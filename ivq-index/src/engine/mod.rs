//! Aggregation Engine
//!
//! Builds every derived view from one raw record table:
//! - Per-company summaries
//! - Per-topic summaries
//! - Deduplicated unique questions
//! - Company ↔ topic cross-reference index
//! - Per-company / per-topic question listings
//!
//! # Ordering
//! Outputs never depend on hash-map iteration order. Grouping uses insertion-ordered
//! `Vec`s with `HashMap<String, usize>` position indexes, and all rankings use the
//! stable `sort_by`, so ties keep first-encounter order.
//!
//! # Failure
//! Validation runs before any aggregation. One bad record aborts the build.

mod companies;
mod cross_ref;
mod listings;
mod questions;
mod topics;
pub mod validate;

use crate::snapshot::{BuildStats, Snapshot};
use ivq_common::{time, CatalogConfig, QuestionRecord, Result};
use std::collections::{HashMap, HashSet};
use std::time::Instant;
use tracing::{debug, info};

/// Everything the raw data collaborator supplies for one build
#[derive(Debug, Clone, Default)]
pub struct SourceData {
    pub records: Vec<QuestionRecord>,
    /// Company slugs to aggregate
    pub companies: Vec<String>,
    /// Canonical topic names
    pub topics: Vec<String>,
}

impl SourceData {
    /// Source data whose company and topic lists are derived from the records
    /// themselves, in first-seen order
    pub fn from_records(records: Vec<QuestionRecord>) -> Self {
        let companies = distinct_in_order(records.iter().map(|r| r.company.as_str()));
        let topics = distinct_in_order(
            records
                .iter()
                .flat_map(|r| r.topics.iter().map(String::as_str)),
        );
        Self {
            records,
            companies,
            topics,
        }
    }
}

/// Build a snapshot from raw records
///
/// Deterministic for a given input apart from the build timestamp.
pub fn build(data: &SourceData, config: &CatalogConfig) -> Result<Snapshot> {
    let started = Instant::now();
    validate::validate_records(&data.records)?;

    let built_at = time::now();
    let record_topics = RecordTopics::index(&data.records);

    debug!(
        records = data.records.len(),
        companies = data.companies.len(),
        topics = data.topics.len(),
        "Starting aggregation"
    );

    let companies = companies::aggregate(data, config, built_at);
    let topics = topics::aggregate(data, &record_topics, config);
    let questions = questions::deduplicate(&data.records);
    let cross_refs = cross_ref::build_index(data, config);
    let company_questions = listings::by_company(&data.records, &companies);
    let topic_questions = listings::by_topic(&data.records, &record_topics, &topics);

    let company_index = position_index(companies.iter().map(|c| c.slug.as_str()));
    let topic_index = position_index(topics.iter().map(|t| t.slug.as_str()));
    let question_index = position_index(questions.iter().map(|q| q.slug.as_str()));

    let thin_content_threshold = config.thin_content_threshold;
    let publishable = cross_refs
        .ranked
        .iter()
        .filter(|r| r.question_count >= thin_content_threshold)
        .count();

    let stats = BuildStats {
        total_records: data.records.len(),
        unique_questions: questions.len(),
        companies: companies.len(),
        topics: topics.len(),
        cross_references: cross_refs.ranked.len(),
        publishable_cross_references: publishable,
        built_at,
        build_duration_ms: time::duration_to_millis(started.elapsed()),
    };

    info!(
        records = stats.total_records,
        unique_questions = stats.unique_questions,
        companies = stats.companies,
        topics = stats.topics,
        cross_references = stats.cross_references,
        publishable = stats.publishable_cross_references,
        duration_ms = stats.build_duration_ms,
        "Aggregation complete"
    );

    Ok(Snapshot {
        companies,
        company_index,
        topics,
        topic_index,
        questions,
        question_index,
        cross_refs,
        company_questions,
        topic_questions,
        thin_content_threshold,
        stats,
    })
}

/// Reverse index lowercased topic → record positions
///
/// A record listing the same topic twice (in any casing) appears once.
#[derive(Debug, Default)]
pub(crate) struct RecordTopics {
    records_by_topic: HashMap<String, Vec<usize>>,
}

impl RecordTopics {
    pub fn index(records: &[QuestionRecord]) -> Self {
        let mut records_by_topic: HashMap<String, Vec<usize>> = HashMap::new();

        for (i, record) in records.iter().enumerate() {
            for topic in distinct_in_order(record.topics.iter().map(|t| t.to_lowercase())) {
                records_by_topic.entry(topic).or_default().push(i);
            }
        }

        Self { records_by_topic }
    }

    /// Record positions listing `topic` (case-insensitive), in input order
    pub fn records_for(&self, topic: &str) -> &[usize] {
        self.records_by_topic
            .get(&topic.to_lowercase())
            .map(Vec::as_slice)
            .unwrap_or(&[])
    }
}

/// Count occurrences and return the `limit` most common, most common first
///
/// Ties keep first-encounter order.
pub(crate) fn rank_by_occurrence<'a, I>(items: I, limit: usize) -> Vec<String>
where
    I: IntoIterator<Item = &'a str>,
{
    let mut counts: Vec<(&'a str, usize)> = Vec::new();
    let mut positions: HashMap<&'a str, usize> = HashMap::new();

    for item in items {
        match positions.get(item) {
            Some(&pos) => counts[pos].1 += 1,
            None => {
                positions.insert(item, counts.len());
                counts.push((item, 1));
            }
        }
    }

    counts.sort_by(|a, b| b.1.cmp(&a.1));
    counts
        .into_iter()
        .take(limit)
        .map(|(item, _)| item.to_string())
        .collect()
}

/// Distinct values in first-seen order
pub(crate) fn distinct_in_order<I, S>(items: I) -> Vec<String>
where
    I: IntoIterator<Item = S>,
    S: Into<String>,
{
    let mut seen = HashSet::new();
    let mut out = Vec::new();
    for item in items {
        let item = item.into();
        if seen.insert(item.clone()) {
            out.push(item);
        }
    }
    out
}

fn position_index<'a, I>(slugs: I) -> HashMap<String, usize>
where
    I: IntoIterator<Item = &'a str>,
{
    slugs
        .into_iter()
        .enumerate()
        .map(|(i, slug)| (slug.to_string(), i))
        .collect()
}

########

Aim of the task → From the first line to the last, copy every record exactly.

Written response →
filename ivq-index/src/engine/mod.rs
//! Aggregation Engine
//!
//! Builds every derived view from one raw record table:
//! - Per-company summaries
//! - Per-topic summaries
//! - Deduplicated unique questions
//! - Company ↔ topic cross-reference index
//! - Per-company / per-topic question listings
//!
//! # Ordering
//! Outputs never depend on hash-map iteration order. Grouping uses insertion-ordered
//! `Vec`s with `HashMap<String, usize>` position indexes, and all rankings use the
//! stable `sort_by`, so ties keep first-encounter order.
//!
//! # Failure
//! Validation runs before any aggregation. One bad record aborts the build.

mod companies;
mod cross_ref;
mod listings;
mod questions;
mod topics;
pub mod validate;

use crate::snapshot::{BuildStats, Snapshot};
use ivq_common::{time, CatalogConfig, QuestionRecord, Result};
use std::collections::{HashMap, HashSet};
use std::time::Instant;
use tracing::{debug, info};

/// Everything the raw data collaborator supplies for one build
#[derive(Debug, Clone, Default)]
pub struct SourceData {
    pub records: Vec<QuestionRecord>,
    /// Company slugs to aggregate
    pub companies: Vec<String>,
    /// Canonical topic names
    pub topics: Vec<String>,
}

impl SourceData {
    /// Source data whose company and topic lists are derived from the records
    /// themselves, in first-seen order
    pub fn from_records(records: Vec<QuestionRecord>) -> Self {
        let companies = distinct_in_order(records.iter().map(|r| r.company.as_str()));
        let topics = distinct_in_order(
            records
                .iter()
                .flat_map(|r| r.topics.iter().map(String::as_str)),
        );
        Self {
            records,
            companies,
            topics,
        }
    }
}

/// Build a snapshot from raw records
///
/// Deterministic for a given input apart from the build timestamp.
pub fn build(data: &SourceData, config: &CatalogConfig) -> Result<Snapshot> {
    let started = Instant::now();
    validate::validate_records(&data.records)?;

    let built_at = time::now();
    let record_topics = RecordTopics::index(&data.records);

    debug!(
        records = data.records.len(),
        companies = data.companies.len(),
        topics = data.topics.len(),
        "Starting aggregation"
    );

    let companies = companies::aggregate(data, config, built_at);
    let topics = topics::aggregate(data, &record_topics, config);
    let questions = questions::deduplicate(&data.records);
    let cross_refs = cross_ref::build_index(data, config);
    let company_questions = listings::by_company(&data.records, &companies);
    let topic_questions = listings::by_topic(&data.records, &record_topics, &topics);

    let company_index = position_index(companies.iter().map(|c| c.slug.as_str()));
    let topic_index = position_index(topics.iter().map(|t| t.slug.as_str()));
    let question_index = position_index(questions.iter().map(|q| q.slug.as_str()));

    let thin_content_threshold = config.thin_content_threshold;
    let publishable = cross_refs
        .ranked
        .iter()
        .filter(|r| r.question_count >= thin_content_threshold)
        .count();

    let stats = BuildStats {
        total_records: data.records.len(),
        unique_questions: questions.len(),
        companies: companies.len(),
        topics: topics.len(),
        cross_references: cross_refs.ranked.len(),
        publishable_cross_references: publishable,
        built_at,
        build_duration_ms: time::duration_to_millis(started.elapsed()),
    };

    info!(
        records = stats.total_records,
        unique_questions = stats.unique_questions,
        companies = stats.companies,
        topics = stats.topics,
        cross_references = stats.cross_references,
        publishable = stats.publishable_cross_references,
        duration_ms = stats.build_duration_ms,
        "Aggregation complete"
    );

    Ok(Snapshot {
        companies,
        company_index,
        topics,
        topic_index,
        questions,
        question_index,
        cross_refs,
        company_questions,
        topic_questions,
        thin_content_threshold,
        stats,
    })
}

/// Reverse index lowercased topic → record positions
///
/// A record listing the same topic twice (in any casing) appears once.
#[derive(Debug, Default)]
pub(crate) struct RecordTopics {
    records_by_topic: HashMap<String, Vec<usize>>,
}

impl RecordTopics {
    pub fn index(records: &[QuestionRecord]) -> Self {
        let mut records_by_topic: HashMap<String, Vec<usize>> = HashMap::new();

        for (i, record) in records.iter().enumerate() {
            for topic in distinct_in_order(record.topics.iter().map(|t| t.to_lowercase())) {
                records_by_topic.entry(topic).or_default().push(i);
            }
        }

        Self { records_by_topic }
    }

    /// Record positions listing `topic` (case-insensitive), in input order
    pub fn records_for(&self, topic: &str) -> &[usize] {
        self.records_by_topic
            .get(&topic.to_lowercase())
            .map(Vec::as_slice)
            .unwrap_or(&[])
    }
}

/// Count occurrences and return the `limit` most common, most common first
///
/// Ties keep first-encounter order.
pub(crate) fn rank_by_occurrence<'a, I>(items: I, limit: usize) -> Vec<String>
where
    I: IntoIterator<Item = &'a str>,
{
    let mut counts: Vec<(&'a str, usize)> = Vec::new();
    let mut positions: HashMap<&'a str, usize> = HashMap::new();

    for item in items {
        match positions.get(item) {
            Some(&pos) => counts[pos].1 += 1,
            None => {
                positions.insert(item, counts.len());
                counts.push((item, 1));
            }
        }
    }

    counts.sort_by(|a, b| b.1.cmp(&a.1));
    counts
        .into_iter()
        .take(limit)
        .map(|(item, _)| item.to_string())
        .collect()
}

/// Distinct values in first-seen order
pub(crate) fn distinct_in_order<I, S>(items: I) -> Vec<String>
where
    I: IntoIterator<Item = S>,
    S: Into<String>,
{
    let mut seen = HashSet::new();
    let mut out = Vec::new();
    for item in items {
        let item = item.into();
        if seen.insert(item.clone()) {
            out.push(item);
        }
    }
    out
}

fn position_index<'a, I>(slugs: I) -> HashMap<String, usize>
where
    I: IntoIterator<Item = &'a str>,
{
    slugs
        .into_iter()
        .enumerate()
        .map(|(i, slug)| (slug.to_string(), i))
        .collect()
}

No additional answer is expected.